TASK OBJECTIVE - When the listing has been read, print it out again in full, word for word.

RECORDED DATA -

------------

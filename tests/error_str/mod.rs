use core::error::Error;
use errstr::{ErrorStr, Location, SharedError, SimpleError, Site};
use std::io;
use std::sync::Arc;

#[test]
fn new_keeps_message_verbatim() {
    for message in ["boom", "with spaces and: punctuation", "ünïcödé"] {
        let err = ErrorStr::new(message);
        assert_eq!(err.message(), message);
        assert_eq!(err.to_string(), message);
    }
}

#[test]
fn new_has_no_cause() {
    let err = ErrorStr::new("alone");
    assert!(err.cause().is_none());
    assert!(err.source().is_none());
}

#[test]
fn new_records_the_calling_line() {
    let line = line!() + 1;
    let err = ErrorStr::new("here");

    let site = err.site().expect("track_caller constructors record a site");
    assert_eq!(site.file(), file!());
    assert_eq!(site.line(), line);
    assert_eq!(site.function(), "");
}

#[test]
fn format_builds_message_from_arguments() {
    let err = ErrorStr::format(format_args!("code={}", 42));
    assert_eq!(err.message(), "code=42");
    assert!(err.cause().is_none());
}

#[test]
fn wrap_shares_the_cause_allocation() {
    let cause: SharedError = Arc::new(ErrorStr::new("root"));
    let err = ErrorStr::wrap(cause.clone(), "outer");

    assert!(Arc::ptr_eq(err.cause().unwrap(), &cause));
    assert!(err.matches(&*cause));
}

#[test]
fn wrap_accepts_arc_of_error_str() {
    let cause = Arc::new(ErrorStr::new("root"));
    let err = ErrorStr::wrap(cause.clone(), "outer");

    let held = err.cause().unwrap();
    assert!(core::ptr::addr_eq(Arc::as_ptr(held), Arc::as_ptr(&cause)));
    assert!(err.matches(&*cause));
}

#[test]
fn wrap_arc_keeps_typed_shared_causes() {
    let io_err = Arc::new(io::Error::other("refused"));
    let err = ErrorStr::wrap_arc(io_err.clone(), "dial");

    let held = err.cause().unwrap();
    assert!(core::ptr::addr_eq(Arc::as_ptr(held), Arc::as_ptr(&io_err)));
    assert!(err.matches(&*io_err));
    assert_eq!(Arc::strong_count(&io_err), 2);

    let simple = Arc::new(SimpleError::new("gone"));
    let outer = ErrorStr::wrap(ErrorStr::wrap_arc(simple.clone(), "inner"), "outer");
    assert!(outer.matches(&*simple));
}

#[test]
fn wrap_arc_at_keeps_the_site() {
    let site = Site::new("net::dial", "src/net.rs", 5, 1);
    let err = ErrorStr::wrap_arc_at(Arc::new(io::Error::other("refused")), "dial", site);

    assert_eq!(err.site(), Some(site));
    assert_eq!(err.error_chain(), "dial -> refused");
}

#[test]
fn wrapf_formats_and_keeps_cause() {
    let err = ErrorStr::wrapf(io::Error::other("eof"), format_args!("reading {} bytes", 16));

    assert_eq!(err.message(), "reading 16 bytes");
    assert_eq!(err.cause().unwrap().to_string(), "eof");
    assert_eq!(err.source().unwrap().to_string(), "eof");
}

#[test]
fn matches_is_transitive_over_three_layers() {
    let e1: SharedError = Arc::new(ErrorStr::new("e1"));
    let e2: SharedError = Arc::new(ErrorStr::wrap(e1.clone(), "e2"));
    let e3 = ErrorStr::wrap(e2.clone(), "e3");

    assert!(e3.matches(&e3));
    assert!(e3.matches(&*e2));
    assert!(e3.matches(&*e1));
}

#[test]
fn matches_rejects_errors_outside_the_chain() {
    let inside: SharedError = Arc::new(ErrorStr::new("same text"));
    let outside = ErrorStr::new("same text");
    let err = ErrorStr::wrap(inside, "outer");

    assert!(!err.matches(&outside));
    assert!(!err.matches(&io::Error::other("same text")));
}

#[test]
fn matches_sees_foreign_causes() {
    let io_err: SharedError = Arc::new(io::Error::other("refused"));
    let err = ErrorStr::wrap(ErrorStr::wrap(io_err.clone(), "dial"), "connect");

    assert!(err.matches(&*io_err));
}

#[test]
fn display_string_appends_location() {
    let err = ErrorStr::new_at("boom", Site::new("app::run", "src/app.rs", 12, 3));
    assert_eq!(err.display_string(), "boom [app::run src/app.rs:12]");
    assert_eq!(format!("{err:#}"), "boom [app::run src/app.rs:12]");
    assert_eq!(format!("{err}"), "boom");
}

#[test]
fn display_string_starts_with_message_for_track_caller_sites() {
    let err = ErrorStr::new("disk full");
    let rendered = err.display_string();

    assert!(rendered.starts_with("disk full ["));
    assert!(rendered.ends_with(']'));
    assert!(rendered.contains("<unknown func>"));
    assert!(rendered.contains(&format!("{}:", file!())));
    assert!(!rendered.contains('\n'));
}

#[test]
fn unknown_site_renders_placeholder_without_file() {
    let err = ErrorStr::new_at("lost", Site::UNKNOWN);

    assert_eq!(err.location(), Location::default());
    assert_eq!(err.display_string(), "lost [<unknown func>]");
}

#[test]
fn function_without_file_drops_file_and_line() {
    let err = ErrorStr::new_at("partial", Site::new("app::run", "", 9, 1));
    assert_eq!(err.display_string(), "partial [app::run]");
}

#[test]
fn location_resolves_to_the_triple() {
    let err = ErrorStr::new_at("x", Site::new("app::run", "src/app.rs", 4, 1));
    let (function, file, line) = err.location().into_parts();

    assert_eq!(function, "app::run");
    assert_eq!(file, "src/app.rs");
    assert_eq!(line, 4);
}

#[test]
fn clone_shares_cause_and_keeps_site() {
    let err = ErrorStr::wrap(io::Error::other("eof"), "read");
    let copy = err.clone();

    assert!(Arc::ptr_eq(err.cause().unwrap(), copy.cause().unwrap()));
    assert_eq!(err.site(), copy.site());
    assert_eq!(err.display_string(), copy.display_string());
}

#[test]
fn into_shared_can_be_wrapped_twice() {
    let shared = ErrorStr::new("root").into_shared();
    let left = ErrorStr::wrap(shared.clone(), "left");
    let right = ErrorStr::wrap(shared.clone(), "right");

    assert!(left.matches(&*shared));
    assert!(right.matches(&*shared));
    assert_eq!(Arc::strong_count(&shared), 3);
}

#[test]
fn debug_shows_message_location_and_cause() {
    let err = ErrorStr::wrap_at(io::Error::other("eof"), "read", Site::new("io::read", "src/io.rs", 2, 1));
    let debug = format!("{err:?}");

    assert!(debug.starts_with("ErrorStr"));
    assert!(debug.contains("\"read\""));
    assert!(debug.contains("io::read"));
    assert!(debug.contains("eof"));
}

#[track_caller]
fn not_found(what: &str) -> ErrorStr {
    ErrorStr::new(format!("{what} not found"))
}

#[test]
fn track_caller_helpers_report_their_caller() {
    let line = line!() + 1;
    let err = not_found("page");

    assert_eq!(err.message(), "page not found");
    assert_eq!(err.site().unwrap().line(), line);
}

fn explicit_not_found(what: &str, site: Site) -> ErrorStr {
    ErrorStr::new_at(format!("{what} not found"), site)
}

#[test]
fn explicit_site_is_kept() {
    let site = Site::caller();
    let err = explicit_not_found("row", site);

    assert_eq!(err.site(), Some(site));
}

------------

ANSWER -
filename tests/error_str/mod.rs
use core::error::Error;
use errstr::{ErrorStr, Location, SharedError, SimpleError, Site};
use std::io;
use std::sync::Arc;

#[test]
fn new_keeps_message_verbatim() {
    for message in ["boom", "with spaces and: punctuation", "ünïcödé"] {
        let err = ErrorStr::new(message);
        assert_eq!(err.message(), message);
        assert_eq!(err.to_string(), message);
    }
}

#[test]
fn new_has_no_cause() {
    let err = ErrorStr::new("alone");
    assert!(err.cause().is_none());
    assert!(err.source().is_none());
}

#[test]
fn new_records_the_calling_line() {
    let line = line!() + 1;
    let err = ErrorStr::new("here");

    let site = err.site().expect("track_caller constructors record a site");
    assert_eq!(site.file(), file!());
    assert_eq!(site.line(), line);
    assert_eq!(site.function(), "");
}

#[test]
fn format_builds_message_from_arguments() {
    let err = ErrorStr::format(format_args!("code={}", 42));
    assert_eq!(err.message(), "code=42");
    assert!(err.cause().is_none());
}

#[test]
fn wrap_shares_the_cause_allocation() {
    let cause: SharedError = Arc::new(ErrorStr::new("root"));
    let err = ErrorStr::wrap(cause.clone(), "outer");

    assert!(Arc::ptr_eq(err.cause().unwrap(), &cause));
    assert!(err.matches(&*cause));
}

#[test]
fn wrap_accepts_arc_of_error_str() {
    let cause = Arc::new(ErrorStr::new("root"));
    let err = ErrorStr::wrap(cause.clone(), "outer");

    let held = err.cause().unwrap();
    assert!(core::ptr::addr_eq(Arc::as_ptr(held), Arc::as_ptr(&cause)));
    assert!(err.matches(&*cause));
}

#[test]
fn wrap_arc_keeps_typed_shared_causes() {
    let io_err = Arc::new(io::Error::other("refused"));
    let err = ErrorStr::wrap_arc(io_err.clone(), "dial");

    let held = err.cause().unwrap();
    assert!(core::ptr::addr_eq(Arc::as_ptr(held), Arc::as_ptr(&io_err)));
    assert!(err.matches(&*io_err));
    assert_eq!(Arc::strong_count(&io_err), 2);

    let simple = Arc::new(SimpleError::new("gone"));
    let outer = ErrorStr::wrap(ErrorStr::wrap_arc(simple.clone(), "inner"), "outer");
    assert!(outer.matches(&*simple));
}

#[test]
fn wrap_arc_at_keeps_the_site() {
    let site = Site::new("net::dial", "src/net.rs", 5, 1);
    let err = ErrorStr::wrap_arc_at(Arc::new(io::Error::other("refused")), "dial", site);

    assert_eq!(err.site(), Some(site));
    assert_eq!(err.error_chain(), "dial -> refused");
}

#[test]
fn wrapf_formats_and_keeps_cause() {
    let err = ErrorStr::wrapf(io::Error::other("eof"), format_args!("reading {} bytes", 16));

    assert_eq!(err.message(), "reading 16 bytes");
    assert_eq!(err.cause().unwrap().to_string(), "eof");
    assert_eq!(err.source().unwrap().to_string(), "eof");
}

#[test]
fn matches_is_transitive_over_three_layers() {
    let e1: SharedError = Arc::new(ErrorStr::new("e1"));
    let e2: SharedError = Arc::new(ErrorStr::wrap(e1.clone(), "e2"));
    let e3 = ErrorStr::wrap(e2.clone(), "e3");

    assert!(e3.matches(&e3));
    assert!(e3.matches(&*e2));
    assert!(e3.matches(&*e1));
}

#[test]
fn matches_rejects_errors_outside_the_chain() {
    let inside: SharedError = Arc::new(ErrorStr::new("same text"));
    let outside = ErrorStr::new("same text");
    let err = ErrorStr::wrap(inside, "outer");

    assert!(!err.matches(&outside));
    assert!(!err.matches(&io::Error::other("same text")));
}

#[test]
fn matches_sees_foreign_causes() {
    let io_err: SharedError = Arc::new(io::Error::other("refused"));
    let err = ErrorStr::wrap(ErrorStr::wrap(io_err.clone(), "dial"), "connect");

    assert!(err.matches(&*io_err));
}

#[test]
fn display_string_appends_location() {
    let err = ErrorStr::new_at("boom", Site::new("app::run", "src/app.rs", 12, 3));
    assert_eq!(err.display_string(), "boom [app::run src/app.rs:12]");
    assert_eq!(format!("{err:#}"), "boom [app::run src/app.rs:12]");
    assert_eq!(format!("{err}"), "boom");
}

#[test]
fn display_string_starts_with_message_for_track_caller_sites() {
    let err = ErrorStr::new("disk full");
    let rendered = err.display_string();

    assert!(rendered.starts_with("disk full ["));
    assert!(rendered.ends_with(']'));
    assert!(rendered.contains("<unknown func>"));
    assert!(rendered.contains(&format!("{}:", file!())));
    assert!(!rendered.contains('\n'));
}

#[test]
fn unknown_site_renders_placeholder_without_file() {
    let err = ErrorStr::new_at("lost", Site::UNKNOWN);

    assert_eq!(err.location(), Location::default());
    assert_eq!(err.display_string(), "lost [<unknown func>]");
}

#[test]
fn function_without_file_drops_file_and_line() {
    let err = ErrorStr::new_at("partial", Site::new("app::run", "", 9, 1));
    assert_eq!(err.display_string(), "partial [app::run]");
}

#[test]
fn location_resolves_to_the_triple() {
    let err = ErrorStr::new_at("x", Site::new("app::run", "src/app.rs", 4, 1));
    let (function, file, line) = err.location().into_parts();

    assert_eq!(function, "app::run");
    assert_eq!(file, "src/app.rs");
    assert_eq!(line, 4);
}

#[test]
fn clone_shares_cause_and_keeps_site() {
    let err = ErrorStr::wrap(io::Error::other("eof"), "read");
    let copy = err.clone();

    assert!(Arc::ptr_eq(err.cause().unwrap(), copy.cause().unwrap()));
    assert_eq!(err.site(), copy.site());
    assert_eq!(err.display_string(), copy.display_string());
}

#[test]
fn into_shared_can_be_wrapped_twice() {
    let shared = ErrorStr::new("root").into_shared();
    let left = ErrorStr::wrap(shared.clone(), "left");
    let right = ErrorStr::wrap(shared.clone(), "right");

    assert!(left.matches(&*shared));
    assert!(right.matches(&*shared));
    assert_eq!(Arc::strong_count(&shared), 3);
}

#[test]
fn debug_shows_message_location_and_cause() {
    let err = ErrorStr::wrap_at(io::Error::other("eof"), "read", Site::new("io::read", "src/io.rs", 2, 1));
    let debug = format!("{err:?}");

    assert!(debug.starts_with("ErrorStr"));
    assert!(debug.contains("\"read\""));
    assert!(debug.contains("io::read"));
    assert!(debug.contains("eof"));
}

#[track_caller]
fn not_found(what: &str) -> ErrorStr {
    ErrorStr::new(format!("{what} not found"))
}

#[test]
fn track_caller_helpers_report_their_caller() {
    let line = line!() + 1;
    let err = not_found("page");

    assert_eq!(err.message(), "page not found");
    assert_eq!(err.site().unwrap().line(), line);
}

fn explicit_not_found(what: &str, site: Site) -> ErrorStr {
    ErrorStr::new_at(format!("{what} not found"), site)
}

#[test]
fn explicit_site_is_kept() {
    let site = Site::caller();
    let err = explicit_not_found("row", site);

    assert_eq!(err.site(), Some(site));
}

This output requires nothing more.